There is a different frequency on each section of the route. In general, there is a 20-minute frequency from Monday to Saturday on the X1 between Norwich and Lowestoft and a half-hourly frequency from Monday to Saturday on the excel between Norwich and Peterborough.

===Vehicles===
The route was mostly operated by high-specification double-decker Alexander Dennis Enviro400 buses, which were introduced in October 2013 featuring air conditioning, free WiFi and leather seats. The older Wright Eclipse Gemini-bodied Volvo B9TL vehicles which previously operated the main route were mostly transferred to the X2, X11, X21, X22 and other related services.

In February 2020, 19 new Alexander Dennis Enviro400 City bodied Scania N250UD buses were introduced on the core excel route (Norwich - Peterborough).
The former Alexander Dennis Enviro400 buses were at this point rebranded for the "Coastlink" X1, X11, X2 and X22 from Great Yarmouth to Lowestoft, with the Wright Eclipse Geminis mostly moving to local work out of Great Yarmouth and Lowestoft depots under the "Coastal Clipper" and "Coastal Reds" brands although some were also "Coastlink" branded and remain on their former routes.

== Media ==
An unofficial blog, The X1 Blog, regularly reports on the latest workings of the service.

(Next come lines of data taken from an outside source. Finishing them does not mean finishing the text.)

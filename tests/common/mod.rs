//! Helpers shared by the integration tests: read a rewritten constructor
//! line back into a decoder.

#![allow(dead_code)]

use std::path::PathBuf;

use ragel_bitmap::{Bitmap, Variant};

pub fn fixture_path(name: &str) -> PathBuf {
    PathBuf::from(env!("CARGO_MANIFEST_DIR"))
        .join("tests")
        .join("fixtures")
        .join(name)
}

pub fn fixture(name: &str) -> String {
    std::fs::read_to_string(fixture_path(name)).unwrap()
}

pub fn env_u64(name: &str, default: u64) -> u64 {
    std::env::var(name)
        .ok()
        .and_then(|s| s.parse::<u64>().ok())
        .unwrap_or(default)
}

pub fn env_usize(name: &str, default: usize) -> usize {
    std::env::var(name)
        .ok()
        .and_then(|s| s.parse::<usize>().ok())
        .unwrap_or(default)
}

/// Decodes the double-quoted literals in `args` (`"\x01", "ab"`).
pub fn parse_literals(args: &str) -> Vec<Vec<u8>> {
    let bytes = args.as_bytes();
    let mut out = Vec::new();
    let mut i = 0;
    while i < bytes.len() {
        if bytes[i] != b'"' {
            i += 1;
            continue;
        }
        i += 1;
        let mut lit = Vec::new();
        while bytes[i] != b'"' {
            if bytes[i] != b'\\' {
                lit.push(bytes[i]);
                i += 1;
                continue;
            }
            let (b, used) = match bytes[i + 1] {
                b'x' => {
                    let hex = std::str::from_utf8(&bytes[i + 2..i + 4]).unwrap();
                    (u8::from_str_radix(hex, 16).unwrap(), 4)
                }
                b'n' => (b'\n', 2),
                b't' => (b'\t', 2),
                b'r' => (b'\r', 2),
                b'f' => (0x0c, 2),
                b'v' => (0x0b, 2),
                b'b' => (0x08, 2),
                b'a' => (0x07, 2),
                b'e' => (0x1b, 2),
                c @ (b'"' | b'\\' | b'#') => (c, 2),
                c => panic!("unexpected escape \\{}", c as char),
            };
            lit.push(b);
            i += used;
        }
        i += 1;
        out.push(lit);
    }
    out
}

/// Parses `recv.name = NS::Variant.new(...)` into the table name and decoder.
pub fn decode_statement(line: &str) -> (String, Bitmap) {
    let (lhs, rhs) = line.split_once(" = ").unwrap();
    let name = lhs.rsplit('.').next().unwrap().to_string();
    let (ctor, args) = rhs.split_once(".new(").unwrap();
    let variant: Variant = ctor.rsplit("::").next().unwrap().parse().unwrap();
    let args = &args[..args.rfind(')').unwrap()];
    (name, Bitmap::new(variant, parse_literals(args)).unwrap())
}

== Accidents and incidents ==
In May 2009, an X1 bus travelling towards Peterborough was involved in a fatal accident in Thorney. The driver took avoiding action after a car drove into its path, causing the bus to veer off the road.

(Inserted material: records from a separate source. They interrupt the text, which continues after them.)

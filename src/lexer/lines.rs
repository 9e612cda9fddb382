// src/lexer/lines.rs

/// Byte offset → (1-based line, 0-based byte column). Lines are split on
/// `\n` only, so a `\r` stays part of its line.
#[derive(Debug, Clone)]
pub struct LineIndex {
    starts: Vec<usize>,
}

impl LineIndex {
    pub fn new(src: &str) -> Self {
        let mut starts = vec![0];
        starts.extend(
            src.bytes()
                .enumerate()
                .filter(|&(_, b)| b == b'\n')
                .map(|(i, _)| i + 1),
        );
        Self { starts }
    }

    pub fn line_col(&self, offset: usize) -> (usize, usize) {
        let line = self.starts.partition_point(|&s| s <= offset);
        (line, offset - self.starts[line - 1])
    }

    pub fn line_count(&self) -> usize {
        self.starts.len()
    }
}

On 23 February 2017, an X1 bus crashed into a roadside ditch and overturned near Wisbech as a result of high winds, gusting up to 80mph in the area around the time of the crash, caused by Storm Doris. Eleven people were injured. A similar incident almost occurred around the same time on the Acle Straight between Great Yarmouth and Norwich, resulting in the bus having to be evacuated, and services were subsequently suspended for the day.

On 26 June 2018, an Excel bus was involved in a collision with a lorry on the A47 in Guyhirn. The bus driver and a passenger were killed, and fourteen others were injured.